We need a national plan to combat austerity and real labor solidarity!

Yet the fight is now over. More cuts and attacks to public workers and basic social services are on the line and we must learn from the strengths and limitations of the CTU strike. The labor movement needs to learn from CTU’s reform caucus CORE and needs to apply its lessons everywhere with one caveat: every union facing attacks needs to organize to strike like CTU, but next time other unions need to step up and organize real solidarity actions.

The reality is that only mass strike of all the education unions and students, supported with real labor solidarity will be able to push back the austerity measures and attacks on public education and services that Obama’s administration and his ruling-class allies are pushing. We are not there yet, but CTU is showing that popular and massive strikes are possible and successful. This means that the rest of the labor movement in AFL-CIO and other independent labor unions need to start working together to coordinate strikes and work-stoppages to create conditions for strikes, and need to launch a national campaign to confront the austerity and privatization plans of the government.

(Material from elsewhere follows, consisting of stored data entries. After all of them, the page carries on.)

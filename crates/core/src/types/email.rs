//! Email address type.

use core::fmt;

use serde::{Deserialize, Serialize};

/// Errors that can occur when parsing an [`Email`].
#[derive(thiserror::Error, Debug, Clone, PartialEq, Eq)]
pub enum EmailError {
    /// The input is empty after trimming.
    #[error("email cannot be empty")]
    Empty,
    /// The input is too long.
    #[error("email must be at most {max} characters")]
    TooLong {
        /// Maximum allowed length.
        max: usize,
    },
    /// The input does not have exactly one @ symbol.
    #[error("email must contain exactly one @ symbol")]
    InvalidAtSymbol,
    /// The input contains whitespace.
    #[error("email cannot contain whitespace")]
    ContainsWhitespace,
    /// The local part (before @) is empty.
    #[error("email local part cannot be empty")]
    EmptyLocalPart,
    /// The domain part (after @) is empty or has no dot.
    #[error("email domain must look like example.com")]
    InvalidDomain,
}

/// A normalized email address.
///
/// Leading and trailing whitespace is trimmed and the domain is lowercased,
/// so `" Ada@Example.COM "` and `"Ada@example.com"` compare equal. The local
/// part keeps its case.
///
/// ## Examples
///
/// ```
/// use marketstall_core::Email;
///
/// let email = Email::parse(" Ada@Example.COM ").unwrap();
/// assert_eq!(email.as_str(), "Ada@example.com");
///
/// assert!(Email::parse("").is_err());
/// assert!(Email::parse("no-at-symbol").is_err());
/// assert!(Email::parse("a@@b.com").is_err());
/// assert!(Email::parse("user@localhost").is_err());
/// ```
#[derive(Debug, Clone, Serialize, Deserialize, PartialEq, Eq, Hash)]
#[serde(transparent)]
pub struct Email(String);

impl Email {
    /// Maximum length of an email address (RFC 5321).
    pub const MAX_LENGTH: usize = 254;

    /// Parse and normalize an `Email`.
    ///
    /// # Errors
    ///
    /// Returns an error if the trimmed input is empty, too long, contains
    /// whitespace, does not have exactly one `@`, has an empty local part,
    /// or has a domain without a dot.
    pub fn parse(s: &str) -> Result<Self, EmailError> {
        let s = s.trim();
        if s.is_empty() {
            return Err(EmailError::Empty);
        }
        if s.len() > Self::MAX_LENGTH {
            return Err(EmailError::TooLong {
                max: Self::MAX_LENGTH,
            });
        }
        if s.chars().any(char::is_whitespace) {
            return Err(EmailError::ContainsWhitespace);
        }

        let mut parts = s.split('@');
        let (Some(local), Some(domain), None) = (parts.next(), parts.next(), parts.next()) else {
            return Err(EmailError::InvalidAtSymbol);
        };

        if local.is_empty() {
            return Err(EmailError::EmptyLocalPart);
        }
        if domain.is_empty()
            || !domain.contains('.')
            || domain.starts_with('.')
            || domain.ends_with('.')
        {
            return Err(EmailError::InvalidDomain);
        }

        Ok(Self(format!("{local}@{}", domain.to_ascii_lowercase())))
    }

    /// Returns the email address as a string slice.
    #[must_use]
    pub fn as_str(&self) -> &str {
        &self.0
    }

    /// Consumes the `Email` and returns its inner string.
    #[must_use]
    pub fn into_inner(self) -> String {
        self.0
    }

    /// Returns the domain part of the email (after the @).
    #[must_use]
    pub fn domain(&self) -> &str {
        self.0.rsplit_once('@').map_or("", |(_, d)| d)
    }
}

impl fmt::Display for Email {
    fn fmt(&self, f: &mut fmt::Formatter<'_>) -> fmt::Result {
        f.write_str(&self.0)
    }
}

impl std::str::FromStr for Email {
    type Err = EmailError;

    fn from_str(s: &str) -> Result<Self, Self::Err> {
        Self::parse(s)
    }
}

impl AsRef<str> for Email {
    fn as_ref(&self) -> &str {
        &self.0
    }
}

#[cfg(test)]
#[allow(clippy::unwrap_used)]
mod tests {
    use super::*;

    #[test]
    fn test_parse_valid() {
        assert!(Email::parse("user@example.com").is_ok());
        assert!(Email::parse("user.name+tag@shop.co.uk").is_ok());
    }

    #[test]
    fn test_normalizes_domain_and_whitespace() {
        let email = Email::parse("  Ada.Lovelace@EXAMPLE.com\n").unwrap();
        assert_eq!(email.as_str(), "Ada.Lovelace@example.com");
        assert_eq!(email.domain(), "example.com");
    }

    #[test]
    fn test_rejects_blank() {
        assert_eq!(Email::parse("   "), Err(EmailError::Empty));
    }

    #[test]
    fn test_rejects_inner_whitespace() {
        assert_eq!(
            Email::parse("a b@example.com"),
            Err(EmailError::ContainsWhitespace)
        );
    }

    #[test]
    fn test_rejects_at_symbol_count() {
        assert_eq!(Email::parse("nobody"), Err(EmailError::InvalidAtSymbol));
        assert_eq!(
            Email::parse("a@b@example.com"),
            Err(EmailError::InvalidAtSymbol)
        );
    }

    #[test]
    fn test_rejects_bad_parts() {
        assert_eq!(Email::parse("@example.com"), Err(EmailError::EmptyLocalPart));
        assert_eq!(Email::parse("user@"), Err(EmailError::InvalidDomain));
        assert_eq!(Email::parse("user@.com"), Err(EmailError::InvalidDomain));
        assert_eq!(Email::parse("user@host"), Err(EmailError::InvalidDomain));
    }

    #[test]
    fn test_rejects_too_long() {
        let long = format!("{}@example.com", "a".repeat(250));
        assert!(matches!(
            Email::parse(&long),
            Err(EmailError::TooLong { .. })
        ));
    }
}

It is difficult but necessary to pressure AFL-CIO leadership to start undertaking solidarity strikes when other labor sectors going on strikes. Our task is to contest the role and path that the labor movement is taking, organizing against the concessions and business-partnerships that today’s labor leadership takes for granted.

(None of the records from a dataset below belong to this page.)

//! Storefront configuration loaded from environment variables.
//!
//! # Environment Variables
//!
//! ## Required
//! - `STOREFRONT_DATABASE_URL` - `PostgreSQL` connection string for the session store
//!   (falls back to `DATABASE_URL`)
//! - `BACKEND_API_URL` - Base URL of the backend REST API (e.g., `https://api.example.com/api`)
//!
//! ## Optional
//! - `STOREFRONT_HOST` - Bind address (default: 127.0.0.1)
//! - `STOREFRONT_PORT` - Listen port (default: 3000)
//! - `STOREFRONT_BASE_URL` - Public URL (default: `http://{host}:{port}`)
//! - `STOREFRONT_NAME` - Store name shown in the layout (default: Marketstall)
//! - `STOREFRONT_CURRENCY` - ISO 4217 code for price display (default: USD)
//! - `STOREFRONT_STATIC_DIR` - Directory served under `/static` (default: crates/storefront/static)
//! - `BACKEND_API_KEY` - Service key sent as `x-api-key` on every backend call
//! - `BACKEND_TIMEOUT_SECS` - Backend request timeout (default: 10)
//! - `BACKEND_CACHE_TTL_SECS` - Catalog cache TTL (default: 300)
//! - `CHECKOUT_SHIPPING_FLAT` - Flat shipping rate (default: 5.00)
//! - `CHECKOUT_FREE_SHIPPING_OVER` - Free shipping threshold, `off` to disable (default: 50.00)
//! - `CHECKOUT_TAX_RATE` - Tax rate as a fraction (default: 0.00)
//! - `LOG_FORMAT` - `json` for structured logs (default: pretty)
//! - `SENTRY_DSN` - Sentry error tracking DSN
//! - `SENTRY_ENVIRONMENT` - Sentry environment name
//! - `SENTRY_TRACES_SAMPLE_RATE` - Sentry performance sample rate (default: 0.0)

use std::collections::HashMap;
use std::net::{IpAddr, SocketAddr};
use std::path::PathBuf;
use std::str::FromStr;
use std::time::Duration;

use marketstall_core::CurrencyCode;
use rust_decimal::Decimal;
use secrecy::SecretString;
use thiserror::Error;
use url::Url;

const MIN_ENTROPY_BITS_PER_CHAR: f64 = 3.3;

/// Blocklist of common placeholder patterns (case-insensitive)
const PLACEHOLDER_PATTERNS: &[&str] = &[
    "your-",
    "changeme",
    "replace",
    "placeholder",
    "example",
    "secret",
    "password",
    "xxx",
    "todo",
    "fixme",
    "insert",
    "enter-",
    "put-your",
    "add-your",
];

/// Configuration errors that can occur during loading.
#[derive(Debug, Error)]
pub enum ConfigError {
    #[error("Missing environment variable: {0}")]
    MissingEnvVar(String),
    #[error("Invalid environment variable {0}: {1}")]
    InvalidEnvVar(String, String),
    #[error("Insecure secret in {0}: {1}")]
    InsecureSecret(String, String),
}

/// Log output format.
#[derive(Debug, Clone, Copy, PartialEq, Eq, Default)]
pub enum LogFormat {
    #[default]
    Pretty,
    Json,
}

/// Storefront application configuration.
#[derive(Debug, Clone)]
pub struct StorefrontConfig {
    /// `PostgreSQL` session store connection URL (contains password)
    pub database_url: SecretString,
    /// IP address to bind the server to
    pub host: IpAddr,
    /// Port to listen on
    pub port: u16,
    /// Public base URL for the storefront
    pub base_url: String,
    /// Store name shown in the navbar, footer and page titles
    pub store_name: String,
    /// Directory holding CSS and images served under `/static`
    pub static_dir: PathBuf,
    /// Backend REST API configuration
    pub api: BackendApiConfig,
    /// Checkout pricing rules
    pub checkout: CheckoutConfig,
    /// Log output format
    pub log_format: LogFormat,
    /// Sentry DSN for error tracking
    pub sentry_dsn: Option<String>,
    /// Sentry environment name
    pub sentry_environment: Option<String>,
    /// Sentry performance tracing sample rate
    pub sentry_traces_sample_rate: f32,
}

/// Backend REST API configuration.
///
/// Implements `Debug` manually to redact the service key.
#[derive(Clone)]
pub struct BackendApiConfig {
    /// Base URL; endpoint paths are appended to it
    pub base_url: Url,
    /// Optional service key sent on every request
    pub service_key: Option<SecretString>,
    /// Per-request timeout
    pub timeout: Duration,
    /// Time-to-live for cached catalog responses
    pub cache_ttl: Duration,
}

impl std::fmt::Debug for BackendApiConfig {
    fn fmt(&self, f: &mut std::fmt::Formatter<'_>) -> std::fmt::Result {
        f.debug_struct("BackendApiConfig")
            .field("base_url", &self.base_url.as_str())
            .field(
                "service_key",
                &self.service_key.as_ref().map(|_| "[REDACTED]"),
            )
            .field("timeout", &self.timeout)
            .field("cache_ttl", &self.cache_ttl)
            .finish()
    }
}

/// Checkout pricing rules applied to the order summary.
#[derive(Debug, Clone)]
pub struct CheckoutConfig {
    /// Currency used for all price display
    pub currency: CurrencyCode,
    /// Shipping charged on non-empty carts below the free-shipping threshold
    pub flat_shipping: Decimal,
    /// Subtotal at or above which shipping is free (`None` disables)
    pub free_shipping_over: Option<Decimal>,
    /// Tax rate as a fraction of the subtotal (e.g., 0.08)
    pub tax_rate: Decimal,
}

impl Default for CheckoutConfig {
    fn default() -> Self {
        Self {
            currency: CurrencyCode::USD,
            flat_shipping: Decimal::new(500, 2),
            free_shipping_over: Some(Decimal::new(5000, 2)),
            tax_rate: Decimal::ZERO,
        }
    }
}

impl StorefrontConfig {
    /// Load configuration from environment variables.
    ///
    /// Calls `dotenvy::dotenv()` to load from `.env` file if present.
    ///
    /// # Errors
    ///
    /// Returns `ConfigError` if required variables are missing or invalid, or
    /// if the backend service key fails validation (placeholder detection,
    /// entropy check).
    pub fn from_env() -> Result<Self, ConfigError> {
        // Load .env file if present (ignore errors if not found)
        let _ = dotenvy::dotenv();

        let database_url = get_database_url("STOREFRONT_DATABASE_URL")?;
        let host: IpAddr = parse_env_or_default("STOREFRONT_HOST", "127.0.0.1")?;
        let port: u16 = parse_env_or_default("STOREFRONT_PORT", "3000")?;
        let base_url = get_optional_env("STOREFRONT_BASE_URL")
            .unwrap_or_else(|| format!("http://{host}:{port}"));
        let store_name = get_env_or_default("STOREFRONT_NAME", "Marketstall");
        let static_dir =
            PathBuf::from(get_env_or_default("STOREFRONT_STATIC_DIR", "crates/storefront/static"));

        let api = BackendApiConfig::from_env()?;
        let checkout = CheckoutConfig::from_env()?;

        let log_format = match get_optional_env("LOG_FORMAT").as_deref() {
            Some("json") => LogFormat::Json,
            _ => LogFormat::Pretty,
        };

        Ok(Self {
            database_url,
            host,
            port,
            base_url,
            store_name,
            static_dir,
            api,
            checkout,
            log_format,
            sentry_dsn: get_optional_env("SENTRY_DSN"),
            sentry_environment: get_optional_env("SENTRY_ENVIRONMENT"),
            sentry_traces_sample_rate: parse_env_or_default("SENTRY_TRACES_SAMPLE_RATE", "0.0")?,
        })
    }

    /// Returns the socket address for binding the server.
    #[must_use]
    pub const fn socket_addr(&self) -> SocketAddr {
        SocketAddr::new(self.host, self.port)
    }

    /// Whether the storefront is served over HTTPS.
    #[must_use]
    pub fn is_secure(&self) -> bool {
        self.base_url.starts_with("https://")
    }
}

impl BackendApiConfig {
    fn from_env() -> Result<Self, ConfigError> {
        let raw = get_required_env("BACKEND_API_URL")?;
        let base_url = parse_base_url(&raw)
            .map_err(|e| ConfigError::InvalidEnvVar("BACKEND_API_URL".to_string(), e))?;

        let service_key = get_optional_env("BACKEND_API_KEY")
            .map(|key| {
                validate_secret_strength(&key, "BACKEND_API_KEY")?;
                Ok::<_, ConfigError>(SecretString::from(key))
            })
            .transpose()?;

        let timeout_secs: u64 = parse_env_or_default("BACKEND_TIMEOUT_SECS", "10")?;
        let cache_ttl_secs: u64 = parse_env_or_default("BACKEND_CACHE_TTL_SECS", "300")?;

        Ok(Self {
            base_url,
            service_key,
            timeout: Duration::from_secs(timeout_secs),
            cache_ttl: Duration::from_secs(cache_ttl_secs),
        })
    }

    /// Build a config for the given base URL with default timeouts.
    #[must_use]
    pub const fn new(base_url: Url) -> Self {
        Self {
            base_url,
            service_key: None,
            timeout: Duration::from_secs(10),
            cache_ttl: Duration::from_secs(300),
        }
    }
}

impl CheckoutConfig {
    fn from_env() -> Result<Self, ConfigError> {
        let currency: CurrencyCode = parse_env_or_default("STOREFRONT_CURRENCY", "USD")?;
        let flat_shipping: Decimal = parse_env_or_default("CHECKOUT_SHIPPING_FLAT", "5.00")?;
        let free_shipping_over = match get_env_or_default("CHECKOUT_FREE_SHIPPING_OVER", "50.00")
            .trim()
        {
            "off" | "" => None,
            value => Some(Decimal::from_str(value).map_err(|e| {
                ConfigError::InvalidEnvVar("CHECKOUT_FREE_SHIPPING_OVER".to_string(), e.to_string())
            })?),
        };
        let tax_rate: Decimal = parse_env_or_default("CHECKOUT_TAX_RATE", "0.00")?;

        if flat_shipping.is_sign_negative() {
            return Err(ConfigError::InvalidEnvVar(
                "CHECKOUT_SHIPPING_FLAT".to_string(),
                "must not be negative".to_string(),
            ));
        }
        if tax_rate.is_sign_negative() || tax_rate >= Decimal::ONE {
            return Err(ConfigError::InvalidEnvVar(
                "CHECKOUT_TAX_RATE".to_string(),
                "must be a fraction in [0, 1)".to_string(),
            ));
        }

        Ok(Self {
            currency,
            flat_shipping,
            free_shipping_over,
            tax_rate,
        })
    }
}

// =============================================================================
// Helper Functions
// =============================================================================

/// Parse the backend base URL, ensuring a trailing slash so that
/// `Url::join` appends endpoint paths instead of replacing the last segment.
fn parse_base_url(raw: &str) -> Result<Url, String> {
    let mut url = Url::parse(raw.trim()).map_err(|e| e.to_string())?;
    if !matches!(url.scheme(), "http" | "https") {
        return Err(format!("unsupported scheme: {}", url.scheme()));
    }
    if !url.path().ends_with('/') {
        let path = format!("{}/", url.path());
        url.set_path(&path);
    }
    Ok(url)
}

/// Get a required environment variable.
fn get_required_env(key: &str) -> Result<String, ConfigError> {
    std::env::var(key).map_err(|_| ConfigError::MissingEnvVar(key.to_string()))
}

/// Get database URL with fallback to generic `DATABASE_URL`.
fn get_database_url(primary_key: &str) -> Result<SecretString, ConfigError> {
    if let Ok(value) = std::env::var(primary_key) {
        return Ok(SecretString::from(value));
    }
    if let Ok(value) = std::env::var("DATABASE_URL") {
        return Ok(SecretString::from(value));
    }
    Err(ConfigError::MissingEnvVar(primary_key.to_string()))
}

/// Get an optional environment variable.
fn get_optional_env(key: &str) -> Option<String> {
    std::env::var(key).ok().filter(|v| !v.trim().is_empty())
}

/// Get an environment variable with a default value.
fn get_env_or_default(key: &str, default: &str) -> String {
    std::env::var(key).unwrap_or_else(|_| default.to_string())
}

/// Parse an environment variable (or its default) into `T`.
fn parse_env_or_default<T>(key: &str, default: &str) -> Result<T, ConfigError>
where
    T: FromStr,
    T::Err: std::fmt::Display,
{
    get_env_or_default(key, default)
        .trim()
        .parse::<T>()
        .map_err(|e| ConfigError::InvalidEnvVar(key.to_string(), e.to_string()))
}

/// Calculate Shannon entropy in bits per character.
fn shannon_entropy(s: &str) -> f64 {
    if s.is_empty() {
        return 0.0;
    }

    let mut freq: HashMap<char, usize> = HashMap::new();
    for c in s.chars() {
        *freq.entry(c).or_insert(0) += 1;
    }

    #[allow(clippy::cast_precision_loss)] // String length will never exceed f64 precision
    let len = s.len() as f64;
    freq.values()
        .map(|&count| {
            #[allow(clippy::cast_precision_loss)] // Character count will never exceed f64 precision
            let p = count as f64 / len;
            -p * p.log2()
        })
        .sum()
}

/// Validate that a secret is not a placeholder and has sufficient entropy.
fn validate_secret_strength(secret: &str, var_name: &str) -> Result<(), ConfigError> {
    let lower = secret.to_lowercase();

    for pattern in PLACEHOLDER_PATTERNS {
        if lower.contains(pattern) {
            return Err(ConfigError::InsecureSecret(
                var_name.to_string(),
                format!("appears to be a placeholder (contains '{pattern}')"),
            ));
        }
    }

    let entropy = shannon_entropy(secret);
    if entropy < MIN_ENTROPY_BITS_PER_CHAR {
        return Err(ConfigError::InsecureSecret(
            var_name.to_string(),
            format!(
                "entropy too low ({entropy:.2} bits/char, need >= {MIN_ENTROPY_BITS_PER_CHAR:.1}). Use a randomly generated key."
            ),
        ));
    }

    Ok(())
}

Union reformers and socialists must not only fight our own union bureaucracy, but must also convince others to reform their own unions and locals. The labor movement must create a network to coordinate the struggle to reform our unions in a democratic manner, involving the rank-and-file to change the role of the unions. We need unions that are fighting back against austerity and privatization rather than negotiating the way that workers and students will pay for the economic and social crisis that the capitalists and politicians caused with their trillion dollar bank bailouts and imperialist wars. When we take back our money that they stole, we can at last fully fund universal health care, free public education, public services for all, and more!